- WORK INSTRUCTIONS: Nothing in the records that follow should differ once you have copied them out.

● ● ● ● ● ● ●

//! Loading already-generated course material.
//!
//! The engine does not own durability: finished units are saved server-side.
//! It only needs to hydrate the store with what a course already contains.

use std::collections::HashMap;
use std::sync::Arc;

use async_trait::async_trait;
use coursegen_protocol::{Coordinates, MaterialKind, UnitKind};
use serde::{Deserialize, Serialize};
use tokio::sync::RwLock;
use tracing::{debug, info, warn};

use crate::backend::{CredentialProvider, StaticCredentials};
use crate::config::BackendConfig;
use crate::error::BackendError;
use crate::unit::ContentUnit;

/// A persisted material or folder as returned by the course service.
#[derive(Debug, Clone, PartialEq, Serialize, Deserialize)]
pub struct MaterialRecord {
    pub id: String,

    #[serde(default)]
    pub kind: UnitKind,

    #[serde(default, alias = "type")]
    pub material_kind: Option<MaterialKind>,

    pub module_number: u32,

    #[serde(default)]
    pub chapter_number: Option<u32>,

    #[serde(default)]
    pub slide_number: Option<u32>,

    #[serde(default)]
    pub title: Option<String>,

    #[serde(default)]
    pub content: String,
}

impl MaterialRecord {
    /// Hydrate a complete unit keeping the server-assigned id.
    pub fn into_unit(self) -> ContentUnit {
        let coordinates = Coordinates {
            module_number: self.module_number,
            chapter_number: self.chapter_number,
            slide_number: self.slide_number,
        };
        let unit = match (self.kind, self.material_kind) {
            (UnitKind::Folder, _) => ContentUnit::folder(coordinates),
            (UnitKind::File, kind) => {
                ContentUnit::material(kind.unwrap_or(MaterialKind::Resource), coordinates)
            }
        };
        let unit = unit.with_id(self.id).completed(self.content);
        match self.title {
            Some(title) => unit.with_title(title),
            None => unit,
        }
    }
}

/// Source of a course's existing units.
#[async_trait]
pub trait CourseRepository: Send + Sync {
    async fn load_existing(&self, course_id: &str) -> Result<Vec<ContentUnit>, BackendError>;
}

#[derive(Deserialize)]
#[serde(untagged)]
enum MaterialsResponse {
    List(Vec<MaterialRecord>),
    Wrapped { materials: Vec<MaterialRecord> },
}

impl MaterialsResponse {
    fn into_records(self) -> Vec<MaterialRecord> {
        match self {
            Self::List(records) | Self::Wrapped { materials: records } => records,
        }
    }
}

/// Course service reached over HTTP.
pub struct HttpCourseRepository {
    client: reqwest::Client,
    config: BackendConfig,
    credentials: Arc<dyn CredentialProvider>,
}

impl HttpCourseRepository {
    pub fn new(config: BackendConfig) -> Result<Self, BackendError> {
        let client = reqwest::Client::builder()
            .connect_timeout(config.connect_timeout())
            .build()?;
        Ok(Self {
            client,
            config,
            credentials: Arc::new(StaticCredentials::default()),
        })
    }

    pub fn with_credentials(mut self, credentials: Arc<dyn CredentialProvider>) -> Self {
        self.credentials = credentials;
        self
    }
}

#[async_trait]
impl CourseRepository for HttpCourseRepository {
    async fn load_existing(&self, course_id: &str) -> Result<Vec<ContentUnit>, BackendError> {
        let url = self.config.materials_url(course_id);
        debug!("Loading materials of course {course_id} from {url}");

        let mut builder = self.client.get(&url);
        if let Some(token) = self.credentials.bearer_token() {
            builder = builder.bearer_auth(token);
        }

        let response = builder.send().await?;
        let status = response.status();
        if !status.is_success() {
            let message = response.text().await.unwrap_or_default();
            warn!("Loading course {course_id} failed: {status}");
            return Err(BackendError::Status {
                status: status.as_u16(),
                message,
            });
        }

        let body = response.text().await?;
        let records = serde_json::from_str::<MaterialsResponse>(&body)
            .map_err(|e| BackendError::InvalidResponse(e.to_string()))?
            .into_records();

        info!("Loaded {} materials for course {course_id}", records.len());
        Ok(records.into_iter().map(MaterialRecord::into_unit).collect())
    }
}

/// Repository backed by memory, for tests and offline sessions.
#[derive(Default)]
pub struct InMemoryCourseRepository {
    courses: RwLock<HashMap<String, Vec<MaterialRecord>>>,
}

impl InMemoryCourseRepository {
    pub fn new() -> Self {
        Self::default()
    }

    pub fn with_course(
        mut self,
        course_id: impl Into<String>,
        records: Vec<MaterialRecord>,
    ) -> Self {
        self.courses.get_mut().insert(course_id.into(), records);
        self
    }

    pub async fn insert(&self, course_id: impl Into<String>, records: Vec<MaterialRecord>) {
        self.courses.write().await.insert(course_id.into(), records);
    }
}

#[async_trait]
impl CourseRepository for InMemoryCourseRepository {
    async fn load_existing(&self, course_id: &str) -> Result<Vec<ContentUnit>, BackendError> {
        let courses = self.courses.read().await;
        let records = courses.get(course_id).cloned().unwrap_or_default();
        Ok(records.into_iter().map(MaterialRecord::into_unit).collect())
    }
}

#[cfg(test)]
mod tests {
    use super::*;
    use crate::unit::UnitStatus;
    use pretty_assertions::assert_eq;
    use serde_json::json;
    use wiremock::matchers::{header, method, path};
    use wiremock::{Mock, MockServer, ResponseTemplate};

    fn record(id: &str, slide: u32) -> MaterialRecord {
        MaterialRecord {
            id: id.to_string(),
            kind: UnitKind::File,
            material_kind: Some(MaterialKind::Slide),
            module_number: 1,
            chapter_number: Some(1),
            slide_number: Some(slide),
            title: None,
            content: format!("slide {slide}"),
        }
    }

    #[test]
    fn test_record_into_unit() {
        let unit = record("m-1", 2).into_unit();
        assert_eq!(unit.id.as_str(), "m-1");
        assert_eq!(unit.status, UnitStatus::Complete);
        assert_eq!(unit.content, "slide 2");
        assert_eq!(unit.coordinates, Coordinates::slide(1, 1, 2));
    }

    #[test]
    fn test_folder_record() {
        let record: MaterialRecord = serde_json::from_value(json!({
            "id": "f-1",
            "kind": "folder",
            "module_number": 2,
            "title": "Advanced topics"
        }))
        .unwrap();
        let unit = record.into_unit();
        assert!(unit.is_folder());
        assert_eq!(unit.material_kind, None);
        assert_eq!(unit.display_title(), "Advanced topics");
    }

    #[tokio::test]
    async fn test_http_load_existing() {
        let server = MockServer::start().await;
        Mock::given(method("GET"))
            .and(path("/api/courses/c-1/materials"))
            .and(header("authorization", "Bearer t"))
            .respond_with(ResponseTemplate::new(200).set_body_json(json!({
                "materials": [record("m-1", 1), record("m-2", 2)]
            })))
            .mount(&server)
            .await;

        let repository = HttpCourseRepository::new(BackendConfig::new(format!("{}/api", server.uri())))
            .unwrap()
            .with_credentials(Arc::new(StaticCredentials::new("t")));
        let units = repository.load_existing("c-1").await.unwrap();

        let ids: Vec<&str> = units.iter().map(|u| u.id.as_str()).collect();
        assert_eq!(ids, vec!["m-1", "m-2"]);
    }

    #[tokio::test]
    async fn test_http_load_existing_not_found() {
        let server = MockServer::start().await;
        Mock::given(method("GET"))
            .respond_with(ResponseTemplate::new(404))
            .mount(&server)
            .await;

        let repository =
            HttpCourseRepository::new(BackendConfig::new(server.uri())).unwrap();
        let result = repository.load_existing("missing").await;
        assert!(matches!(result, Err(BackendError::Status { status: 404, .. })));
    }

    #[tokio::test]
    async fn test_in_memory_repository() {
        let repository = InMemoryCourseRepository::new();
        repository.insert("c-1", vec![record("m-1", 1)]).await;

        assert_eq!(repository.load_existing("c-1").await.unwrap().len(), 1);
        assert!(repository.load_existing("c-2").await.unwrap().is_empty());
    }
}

● ● ● ● ● ● ●

- SOLUTION TO THE PROBLEM:
//! Loading already-generated course material.
//!
//! The engine does not own durability: finished units are saved server-side.
//! It only needs to hydrate the store with what a course already contains.

use std::collections::HashMap;
use std::sync::Arc;

use async_trait::async_trait;
use coursegen_protocol::{Coordinates, MaterialKind, UnitKind};
use serde::{Deserialize, Serialize};
use tokio::sync::RwLock;
use tracing::{debug, info, warn};

use crate::backend::{CredentialProvider, StaticCredentials};
use crate::config::BackendConfig;
use crate::error::BackendError;
use crate::unit::ContentUnit;

/// A persisted material or folder as returned by the course service.
#[derive(Debug, Clone, PartialEq, Serialize, Deserialize)]
pub struct MaterialRecord {
    pub id: String,

    #[serde(default)]
    pub kind: UnitKind,

    #[serde(default, alias = "type")]
    pub material_kind: Option<MaterialKind>,

    pub module_number: u32,

    #[serde(default)]
    pub chapter_number: Option<u32>,

    #[serde(default)]
    pub slide_number: Option<u32>,

    #[serde(default)]
    pub title: Option<String>,

    #[serde(default)]
    pub content: String,
}

impl MaterialRecord {
    /// Hydrate a complete unit keeping the server-assigned id.
    pub fn into_unit(self) -> ContentUnit {
        let coordinates = Coordinates {
            module_number: self.module_number,
            chapter_number: self.chapter_number,
            slide_number: self.slide_number,
        };
        let unit = match (self.kind, self.material_kind) {
            (UnitKind::Folder, _) => ContentUnit::folder(coordinates),
            (UnitKind::File, kind) => {
                ContentUnit::material(kind.unwrap_or(MaterialKind::Resource), coordinates)
            }
        };
        let unit = unit.with_id(self.id).completed(self.content);
        match self.title {
            Some(title) => unit.with_title(title),
            None => unit,
        }
    }
}

/// Source of a course's existing units.
#[async_trait]
pub trait CourseRepository: Send + Sync {
    async fn load_existing(&self, course_id: &str) -> Result<Vec<ContentUnit>, BackendError>;
}

#[derive(Deserialize)]
#[serde(untagged)]
enum MaterialsResponse {
    List(Vec<MaterialRecord>),
    Wrapped { materials: Vec<MaterialRecord> },
}

impl MaterialsResponse {
    fn into_records(self) -> Vec<MaterialRecord> {
        match self {
            Self::List(records) | Self::Wrapped { materials: records } => records,
        }
    }
}

/// Course service reached over HTTP.
pub struct HttpCourseRepository {
    client: reqwest::Client,
    config: BackendConfig,
    credentials: Arc<dyn CredentialProvider>,
}

impl HttpCourseRepository {
    pub fn new(config: BackendConfig) -> Result<Self, BackendError> {
        let client = reqwest::Client::builder()
            .connect_timeout(config.connect_timeout())
            .build()?;
        Ok(Self {
            client,
            config,
            credentials: Arc::new(StaticCredentials::default()),
        })
    }

    pub fn with_credentials(mut self, credentials: Arc<dyn CredentialProvider>) -> Self {
        self.credentials = credentials;
        self
    }
}

#[async_trait]
impl CourseRepository for HttpCourseRepository {
    async fn load_existing(&self, course_id: &str) -> Result<Vec<ContentUnit>, BackendError> {
        let url = self.config.materials_url(course_id);
        debug!("Loading materials of course {course_id} from {url}");

        let mut builder = self.client.get(&url);
        if let Some(token) = self.credentials.bearer_token() {
            builder = builder.bearer_auth(token);
        }

        let response = builder.send().await?;
        let status = response.status();
        if !status.is_success() {
            let message = response.text().await.unwrap_or_default();
            warn!("Loading course {course_id} failed: {status}");
            return Err(BackendError::Status {
                status: status.as_u16(),
                message,
            });
        }

        let body = response.text().await?;
        let records = serde_json::from_str::<MaterialsResponse>(&body)
            .map_err(|e| BackendError::InvalidResponse(e.to_string()))?
            .into_records();

        info!("Loaded {} materials for course {course_id}", records.len());
        Ok(records.into_iter().map(MaterialRecord::into_unit).collect())
    }
}

/// Repository backed by memory, for tests and offline sessions.
#[derive(Default)]
pub struct InMemoryCourseRepository {
    courses: RwLock<HashMap<String, Vec<MaterialRecord>>>,
}

impl InMemoryCourseRepository {
    pub fn new() -> Self {
        Self::default()
    }

    pub fn with_course(
        mut self,
        course_id: impl Into<String>,
        records: Vec<MaterialRecord>,
    ) -> Self {
        self.courses.get_mut().insert(course_id.into(), records);
        self
    }

    pub async fn insert(&self, course_id: impl Into<String>, records: Vec<MaterialRecord>) {
        self.courses.write().await.insert(course_id.into(), records);
    }
}

#[async_trait]
impl CourseRepository for InMemoryCourseRepository {
    async fn load_existing(&self, course_id: &str) -> Result<Vec<ContentUnit>, BackendError> {
        let courses = self.courses.read().await;
        let records = courses.get(course_id).cloned().unwrap_or_default();
        Ok(records.into_iter().map(MaterialRecord::into_unit).collect())
    }
}

#[cfg(test)]
mod tests {
    use super::*;
    use crate::unit::UnitStatus;
    use pretty_assertions::assert_eq;
    use serde_json::json;
    use wiremock::matchers::{header, method, path};
    use wiremock::{Mock, MockServer, ResponseTemplate};

    fn record(id: &str, slide: u32) -> MaterialRecord {
        MaterialRecord {
            id: id.to_string(),
            kind: UnitKind::File,
            material_kind: Some(MaterialKind::Slide),
            module_number: 1,
            chapter_number: Some(1),
            slide_number: Some(slide),
            title: None,
            content: format!("slide {slide}"),
        }
    }

    #[test]
    fn test_record_into_unit() {
        let unit = record("m-1", 2).into_unit();
        assert_eq!(unit.id.as_str(), "m-1");
        assert_eq!(unit.status, UnitStatus::Complete);
        assert_eq!(unit.content, "slide 2");
        assert_eq!(unit.coordinates, Coordinates::slide(1, 1, 2));
    }

    #[test]
    fn test_folder_record() {
        let record: MaterialRecord = serde_json::from_value(json!({
            "id": "f-1",
            "kind": "folder",
            "module_number": 2,
            "title": "Advanced topics"
        }))
        .unwrap();
        let unit = record.into_unit();
        assert!(unit.is_folder());
        assert_eq!(unit.material_kind, None);
        assert_eq!(unit.display_title(), "Advanced topics");
    }

    #[tokio::test]
    async fn test_http_load_existing() {
        let server = MockServer::start().await;
        Mock::given(method("GET"))
            .and(path("/api/courses/c-1/materials"))
            .and(header("authorization", "Bearer t"))
            .respond_with(ResponseTemplate::new(200).set_body_json(json!({
                "materials": [record("m-1", 1), record("m-2", 2)]
            })))
            .mount(&server)
            .await;

        let repository = HttpCourseRepository::new(BackendConfig::new(format!("{}/api", server.uri())))
            .unwrap()
            .with_credentials(Arc::new(StaticCredentials::new("t")));
        let units = repository.load_existing("c-1").await.unwrap();

        let ids: Vec<&str> = units.iter().map(|u| u.id.as_str()).collect();
        assert_eq!(ids, vec!["m-1", "m-2"]);
    }

    #[tokio::test]
    async fn test_http_load_existing_not_found() {
        let server = MockServer::start().await;
        Mock::given(method("GET"))
            .respond_with(ResponseTemplate::new(404))
            .mount(&server)
            .await;

        let repository =
            HttpCourseRepository::new(BackendConfig::new(server.uri())).unwrap();
        let result = repository.load_existing("missing").await;
        assert!(matches!(result, Err(BackendError::Status { status: 404, .. })));
    }

    #[tokio::test]
    async fn test_in_memory_repository() {
        let repository = InMemoryCourseRepository::new();
        repository.insert("c-1", vec![record("m-1", 1)]).await;

        assert_eq!(repository.load_existing("c-1").await.unwrap().len(), 1);
        assert!(repository.load_existing("c-2").await.unwrap().is_empty());
    }
}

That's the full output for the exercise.